For every line in the data below that contains "first", copy the line.

(INFORMATION)

impl<'a> AdvertisingRepository<'a> {
    #[must_use]
    pub const fn new(pool: &'a SqlitePool) -> Self {
        Self { pool }
    }

    /// Campaigns with derived metrics, newest first.
    ///
    /// # Errors
    ///
    /// Returns `RepositoryError::Database` if the query fails.
    pub async fn list(
        &self,
        platform: Option<AdPlatform>,
        status: Option<CampaignStatus>,
    ) -> Result<Vec<CampaignListing>, RepositoryError> {
        let mut qb = QueryBuilder::<Sqlite>::new(listing_select());
        qb.push(" WHERE 1 = 1");
        if let Some(platform) = platform {
            qb.push(" AND ac.platform = ").push_bind(platform);
        }
        if let Some(status) = status {
            qb.push(" AND ac.status = ").push_bind(status);
        }
        qb.push(" ORDER BY ac.created_at DESC, ac.id DESC");

        collect_listings(qb.build_query_as().fetch_all(self.pool).await?)
    }

    /// Get a campaign with derived metrics.
    ///
    /// # Errors
    ///
    /// Returns `RepositoryError::Database` if the query fails.
    pub async fn get(&self, id: CampaignId) -> Result<Option<CampaignListing>, RepositoryError> {
        let row = sqlx::query_as::<_, CampaignListingRow>(&format!(
            "{} WHERE ac.id = ?",
            listing_select()
        ))
        .bind(id)
        .fetch_optional(self.pool)
        .await?;

        row.map(TryInto::try_into).transpose()
    }

    /// Most recent daily metrics of a campaign.
    ///
    /// # Errors
    ///
    /// Returns `RepositoryError::Database` if the query fails.
    pub async fn metrics(
        &self,
        id: CampaignId,
        limit: i64,
    ) -> Result<Vec<AdMetric>, RepositoryError> {
        let rows = sqlx::query_as::<_, MetricRow>(
            "SELECT date, impressions, clicks, spent, conversions, revenue
             FROM ad_metrics WHERE campaign_id = ?
             ORDER BY date DESC LIMIT ?",
        )
        .bind(id)
        .bind(limit)
        .fetch_all(self.pool)
        .await?;

        Ok(rows.into_iter().map(Into::into).collect())
    }

    /// Create a campaign.
    ///
    /// # Errors
    ///
    /// Returns `RepositoryError::Conflict` if the platform campaign is already linked.
    pub async fn create(&self, campaign: &NewCampaign) -> Result<CampaignId, RepositoryError> {
        let id: i64 = sqlx::query_scalar(
            "INSERT INTO ad_campaigns (name, platform, campaign_id, budget, created_by)
             VALUES (?, ?, ?, ?, ?)
             RETURNING id",
        )
        .bind(&campaign.name)
        .bind(campaign.platform)
        .bind(&campaign.campaign_id)
        .bind(money::to_db(campaign.budget))
        .bind(campaign.created_by)
        .fetch_one(self.pool)
        .await
        .map_err(|e| conflict_on_unique(e, "Campaign is already linked"))?;

        Ok(CampaignId::new(id))
    }

    /// Apply a partial update.
    ///
    /// # Errors
    ///
    /// Returns `RepositoryError::NotFound` if the campaign does not exist.
    pub async fn update(
        &self,
        id: CampaignId,
        update: CampaignUpdate,
    ) -> Result<(), RepositoryError> {
        let mut qb =
            QueryBuilder::<Sqlite>::new("UPDATE ad_campaigns SET updated_at = CURRENT_TIMESTAMP");
        push_set(&mut qb, "name", update.name);
        push_set(&mut qb, "budget", update.budget.map(money::to_db));
        push_set(&mut qb, "status", update.status);
        qb.push(" WHERE id = ").push_bind(id);

        let result = qb.build().execute(self.pool).await?;
        if result.rows_affected() == 0 {
            return Err(RepositoryError::NotFound);
        }
        Ok(())
    }

    /// Insert or replace one day of metrics and refresh the campaign totals.
    ///
    /// # Errors
    ///
    /// Returns `RepositoryError::NotFound` if the campaign does not exist.
    pub async fn upsert_metric(
        &self,
        id: CampaignId,
        metric: &AdMetric,
    ) -> Result<(), RepositoryError> {
        let mut tx = self.pool.begin().await?;

        let exists: Option<i64> = sqlx::query_scalar("SELECT id FROM ad_campaigns WHERE id = ?")
            .bind(id)
            .fetch_optional(&mut *tx)
            .await?;
        if exists.is_none() {
            return Err(RepositoryError::NotFound);
        }

        upsert_metric_on(&mut *tx, id, metric).await?;
        tx.commit().await?;
        Ok(())
    }

    /// Insert or update a campaign reported by an ad platform, keyed on
    /// `(platform, external id)`, and record today's metrics.
    ///
    /// # Errors
    ///
    /// Returns `RepositoryError::Database` if a statement fails.
    pub async fn upsert_remote(
        &self,
        platform: AdPlatform,
        remote: &RemoteCampaign,
        created_by: Option<UserId>,
    ) -> Result<CampaignId, RepositoryError> {
        let mut tx = self.pool.begin().await?;

        let id: i64 = sqlx::query_scalar(
            "INSERT INTO ad_campaigns (name, platform, campaign_id, status, budget, created_by)
             VALUES (?, ?, ?, ?, ?, ?)
             ON CONFLICT (platform, campaign_id) DO UPDATE SET
                name = excluded.name,
                status = excluded.status,
                budget = excluded.budget,
                updated_at = CURRENT_TIMESTAMP
             RETURNING id",
        )
        .bind(&remote.name)
        .bind(platform)
        .bind(&remote.external_id)
        .bind(remote.status)
        .bind(money::to_db(remote.budget))
        .bind(created_by)
        .fetch_one(&mut *tx)
        .await?;

        let id = CampaignId::new(id);
        upsert_metric_on(&mut *tx, id, &remote.today).await?;
        tx.commit().await?;
        Ok(id)
    }

    // =========================================================================
    // Overview
    // =========================================================================

    /// Campaign counts plus spend, conversions and revenue of the last `days` days.
    ///
    /// # Errors
    ///
    /// Returns `RepositoryError::Database` if the query fails.
    pub async fn totals(&self, days: i64) -> Result<AdTotals, RepositoryError> {
        let (total_campaigns, active_campaigns, spend, conversions, revenue): (
            i64,
            i64,
            f64,
            i64,
            f64,
        ) = sqlx::query_as(
            "SELECT
                (SELECT COUNT(*) FROM ad_campaigns),
                (SELECT COUNT(*) FROM ad_campaigns WHERE status = 'active'),
                (SELECT COALESCE(SUM(spent), 0.0) FROM ad_metrics WHERE date >= date('now', ?1)),
                (SELECT COALESCE(SUM(conversions), 0) FROM ad_metrics WHERE date >= date('now', ?1)),
                (SELECT COALESCE(SUM(revenue), 0.0) FROM ad_metrics WHERE date >= date('now', ?1))",
        )
        .bind(days_ago(days))
        .fetch_one(self.pool)
        .await?;

        Ok(AdTotals {
            total_campaigns,
            active_campaigns,
            period_spend: money::from_db(spend),
            period_conversions: conversions,
            period_revenue: money::from_db(revenue),
        })
    }

    /// Lifetime performance per platform.
    ///
    /// # Errors
    ///
    /// Returns `RepositoryError::Database` if the query fails.
    pub async fn platform_performance(&self) -> Result<Vec<PlatformPerformance>, RepositoryError> {
        let rows: Vec<(String, i64, f64, i64, i64, i64)> = sqlx::query_as(
            "SELECT platform, COUNT(*), COALESCE(SUM(spent), 0.0), COALESCE(SUM(impressions), 0),
                    COALESCE(SUM(clicks), 0), COALESCE(SUM(conversions), 0)
             FROM ad_campaigns GROUP BY platform ORDER BY platform",
        )
        .fetch_all(self.pool)
        .await?;

        Ok(rows
            .into_iter()
            .map(
                |(platform, campaigns, spent, impressions, clicks, conversions)| {
                    let spent = money::from_db(spent);
                    let derived = DerivedMetrics::compute(impressions, clicks, conversions, spent);
                    PlatformPerformance {
                        platform,
                        campaigns,
                        spent,
                        impressions,
                        clicks,
                        conversions,
                        ctr: derived.ctr,
                        cpc: derived.cpc,
                    }
                },
            )
            .collect())
    }

    /// Metric sums per day for the last `days` days, newest first.
    ///
    /// # Errors
    ///
    /// Returns `RepositoryError::Database` if the query fails.
    pub async fn daily_performance(&self, days: i64) -> Result<Vec<AdMetric>, RepositoryError> {
        let rows = sqlx::query_as::<_, MetricRow>(
            "SELECT date, COALESCE(SUM(impressions), 0) AS impressions,
                    COALESCE(SUM(clicks), 0) AS clicks, COALESCE(SUM(spent), 0.0) AS spent,
                    COALESCE(SUM(conversions), 0) AS conversions,
                    COALESCE(SUM(revenue), 0.0) AS revenue
             FROM ad_metrics
             WHERE date >= date('now', ?)
             GROUP BY date ORDER BY date DESC",
        )
        .bind(days_ago(days))
        .fetch_all(self.pool)
        .await?;

        Ok(rows.into_iter().map(Into::into).collect())
    }

    /// Campaigns with the most conversions.
    ///
    /// # Errors
    ///
    /// Returns `RepositoryError::Database` if the query fails.
    pub async fn top_by_conversions(
        &self,
        limit: i64,
    ) -> Result<Vec<CampaignListing>, RepositoryError> {
        let rows = sqlx::query_as::<_, CampaignListingRow>(&format!(
            "{} WHERE ac.conversions > 0 ORDER BY ac.conversions DESC LIMIT ?",
            listing_select()
        ))
        .bind(limit)
        .fetch_all(self.pool)
        .await?;

        collect_listings(rows)
    }

    /// Metric sums of the given campaigns over the last `days` days.
    ///
    /// # Errors
    ///
    /// Returns `RepositoryError::Database` if the query fails.
    pub async fn compare(
        &self,
        ids: &[CampaignId],
        days: i64,
    ) -> Result<Vec<CampaignComparison>, RepositoryError> {
        if ids.is_empty() {
            return Ok(Vec::new());
        }

        let mut qb = QueryBuilder::<Sqlite>::new(
            "SELECT ac.id, ac.name, ac.platform,
                    COALESCE(SUM(am.impressions), 0) AS impressions,
                    COALESCE(SUM(am.clicks), 0) AS clicks,
                    COALESCE(SUM(am.spent), 0.0) AS spent,
                    COALESCE(SUM(am.conversions), 0) AS conversions,
                    COALESCE(SUM(am.revenue), 0.0) AS revenue
             FROM ad_campaigns ac
             LEFT JOIN ad_metrics am ON am.campaign_id = ac.id AND am.date >= date('now', ",
        );
        qb.push_bind(days_ago(days));
        qb.push(") WHERE ac.id IN (");
        let mut separated = qb.separated(", ");
        for id in ids {
            separated.push_bind(*id);
        }
        separated.push_unseparated(") GROUP BY ac.id, ac.name, ac.platform ORDER BY ac.id");

        let rows = qb
            .build_query_as::<ComparisonRow>()
            .fetch_all(self.pool)
            .await?;

        rows.into_iter()
            .map(|r| -> Result<CampaignComparison, RepositoryError> {
                let spent = money::from_db(r.spent);
                let revenue = money::from_db(r.revenue);
                Ok(CampaignComparison {
                    id: CampaignId::new(r.id),
                    name: r.name,
                    platform: parse_column(&r.platform)?,
                    impressions: r.impressions,
                    clicks: r.clicks,
                    spent,
                    conversions: r.conversions,
                    revenue,
                    metrics: DerivedMetrics::compute(r.impressions, r.clicks, r.conversions, spent),
                    roas: money::ratio(revenue, spent),
                })
            })
            .collect()
    }
}
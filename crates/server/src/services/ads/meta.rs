//! Meta (Facebook) Marketing API client.

use chrono::Utc;
use rust_decimal::Decimal;
use serde::Deserialize;
use tracing::instrument;

use webshop_crm_core::{AdPlatform, CampaignStatus, money};

use super::{AdPlatformClient, AdsError, lenient_decimal, lenient_i64};
use crate::models::{AdMetric, RemoteCampaign};
use crate::services::integrations::Credentials;

const GRAPH_BASE: &str = "https://graph.facebook.com/v19.0";
const CAMPAIGN_FIELDS: &str = "id,name,status,daily_budget,\
     insights.date_preset(today){spend,impressions,clicks,actions,action_values}";
const PURCHASE_ACTION: &str = "purchase";

/// Client for one Meta ad account.
#[derive(Debug, Clone)]
pub struct MetaAdsClient {
    http: reqwest::Client,
    access_token: String,
    ad_account_id: String,
}

#[derive(Deserialize)]
struct Page<T> {
    #[serde(default = "Vec::new")]
    data: Vec<T>,
}

#[derive(Deserialize)]
struct MetaCampaign {
    id: String,
    name: String,
    #[serde(default)]
    status: String,
    /// Minor currency units.
    #[serde(default, deserialize_with = "lenient_i64")]
    daily_budget: i64,
    #[serde(default)]
    insights: Option<Page<MetaInsight>>,
}

#[derive(Default, Deserialize)]
struct MetaInsight {
    #[serde(default, deserialize_with = "lenient_decimal")]
    spend: Decimal,
    #[serde(default, deserialize_with = "lenient_i64")]
    impressions: i64,
    #[serde(default, deserialize_with = "lenient_i64")]
    clicks: i64,
    #[serde(default)]
    actions: Vec<MetaAction>,
    #[serde(default)]
    action_values: Vec<MetaActionValue>,
}

#[derive(Deserialize)]
struct MetaAction {
    action_type: String,
    #[serde(deserialize_with = "lenient_i64")]
    value: i64,
}

#[derive(Deserialize)]
struct MetaActionValue {
    action_type: String,
    #[serde(deserialize_with = "lenient_decimal")]
    value: Decimal,
}

fn campaign_status(status: &str) -> CampaignStatus {
    match status {
        "ACTIVE" => CampaignStatus::Active,
        "PAUSED" => CampaignStatus::Paused,
        _ => CampaignStatus::Ended,
    }
}

impl From<MetaCampaign> for RemoteCampaign {
    fn from(campaign: MetaCampaign) -> Self {
        let insight = campaign
            .insights
            .and_then(|page| page.data.into_iter().next())
            .unwrap_or_default();

        let conversions = insight
            .actions
            .iter()
            .filter(|a| a.action_type == PURCHASE_ACTION)
            .map(|a| a.value)
            .sum();
        let revenue = insight
            .action_values
            .iter()
            .filter(|a| a.action_type == PURCHASE_ACTION)
            .map(|a| a.value)
            .sum();

        Self {
            external_id: campaign.id,
            name: campaign.name,
            status: campaign_status(&campaign.status),
            budget: money::round2(Decimal::new(campaign.daily_budget, 2)),
            today: AdMetric {
                date: Utc::now().date_naive(),
                impressions: insight.impressions,
                clicks: insight.clicks,
                spent: money::round2(insight.spend),
                conversions,
                revenue: money::round2(revenue),
            },
        }
    }
}

impl MetaAdsClient {
    /// Build a client from resolved `meta_ads` credentials.
    ///
    /// # Errors
    ///
    /// Returns `AdsError::MissingCredential` if a required key is absent.
    pub fn from_credentials(credentials: &Credentials) -> Result<Self, AdsError> {
        let get = |key: &'static str| {
            credentials
                .get(key)
                .cloned()
                .ok_or(AdsError::MissingCredential(key))
        };

        let account = get("ad_account_id")?;
        let ad_account_id = account
            .strip_prefix("act_")
            .map_or_else(|| account.clone(), str::to_string);

        Ok(Self {
            http: reqwest::Client::new(),
            access_token: get("access_token")?,
            ad_account_id,
        })
    }
}

impl AdPlatformClient for MetaAdsClient {
    fn platform(&self) -> AdPlatform {
        AdPlatform::Meta
    }

    #[instrument(skip(self), fields(ad_account_id = %self.ad_account_id))]
    async fn fetch_campaigns(&self) -> Result<Vec<RemoteCampaign>, AdsError> {
        let url = format!("{GRAPH_BASE}/act_{}/campaigns", self.ad_account_id);

        let response = self
            .http
            .get(&url)
            .query(&[
                ("fields", CAMPAIGN_FIELDS),
                ("limit", "100"),
                ("access_token", self.access_token.as_str()),
            ])
            .send()
            .await?;

        let status = response.status();
        if !status.is_success() {
            return Err(AdsError::Api {
                platform: AdPlatform::Meta,
                status: status.as_u16(),
                message: response.text().await.unwrap_or_default(),
            });
        }

        let page: Page<MetaCampaign> = response.json().await?;
        Ok(page.data.into_iter().map(Into::into).collect())
    }
}

#[cfg(test)]
#[allow(clippy::unwrap_used)]
mod tests {
    use super::*;
    use rust_decimal_macros::dec;

    #[test]
    fn test_campaign_with_purchases() {
        let json = r#"{
            "data": [{
                "id": "2385",
                "name": "Retargeting",
                "status": "ACTIVE",
                "daily_budget": "2500",
                "insights": {"data": [{
                    "spend": "17.42",
                    "impressions": "5230",
                    "clicks": "88",
                    "actions": [
                        {"action_type": "link_click", "value": "88"},
                        {"action_type": "purchase", "value": "4"}
                    ],
                    "action_values": [
                        {"action_type": "purchase", "value": "219.80"}
                    ]
                }]}
            }]
        }"#;
        let page: Page<MetaCampaign> = serde_json::from_str(json).unwrap();
        let campaign: RemoteCampaign = page.data.into_iter().next().unwrap().into();

        assert_eq!(campaign.budget, dec!(25));
        assert_eq!(campaign.status, CampaignStatus::Active);
        assert_eq!(campaign.today.spent, dec!(17.42));
        assert_eq!(campaign.today.impressions, 5230);
        assert_eq!(campaign.today.conversions, 4);
        assert_eq!(campaign.today.revenue, dec!(219.80));
    }

    #[test]
    fn test_campaign_without_insights() {
        let json = r#"{"data": [{"id": "1", "name": "Oud", "status": "ARCHIVED"}]}"#;
        let page: Page<MetaCampaign> = serde_json::from_str(json).unwrap();
        let campaign: RemoteCampaign = page.data.into_iter().next().unwrap().into();

        assert_eq!(campaign.status, CampaignStatus::Ended);
        assert_eq!(
            campaign.today,
            AdMetric {
                date: campaign.today.date,
                impressions: 0,
                clicks: 0,
                spent: Decimal::ZERO,
                conversions: 0,
                revenue: Decimal::ZERO,
            }
        );
    }

    #[test]
    fn test_account_prefix_is_stripped() {
        let creds: Credentials = [
            ("access_token".to_string(), "tok".to_string()),
            ("ad_account_id".to_string(), "act_998".to_string()),
        ]
        .into_iter()
        .collect();
        let client = MetaAdsClient::from_credentials(&creds).unwrap();
        assert_eq!(client.ad_account_id, "998");
    }
}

(End INFORMATION)

**YOUR RESPONSE:**
    /// Campaigns with derived metrics, newest first.
    /// Metric sums per day for the last `days` days, newest first.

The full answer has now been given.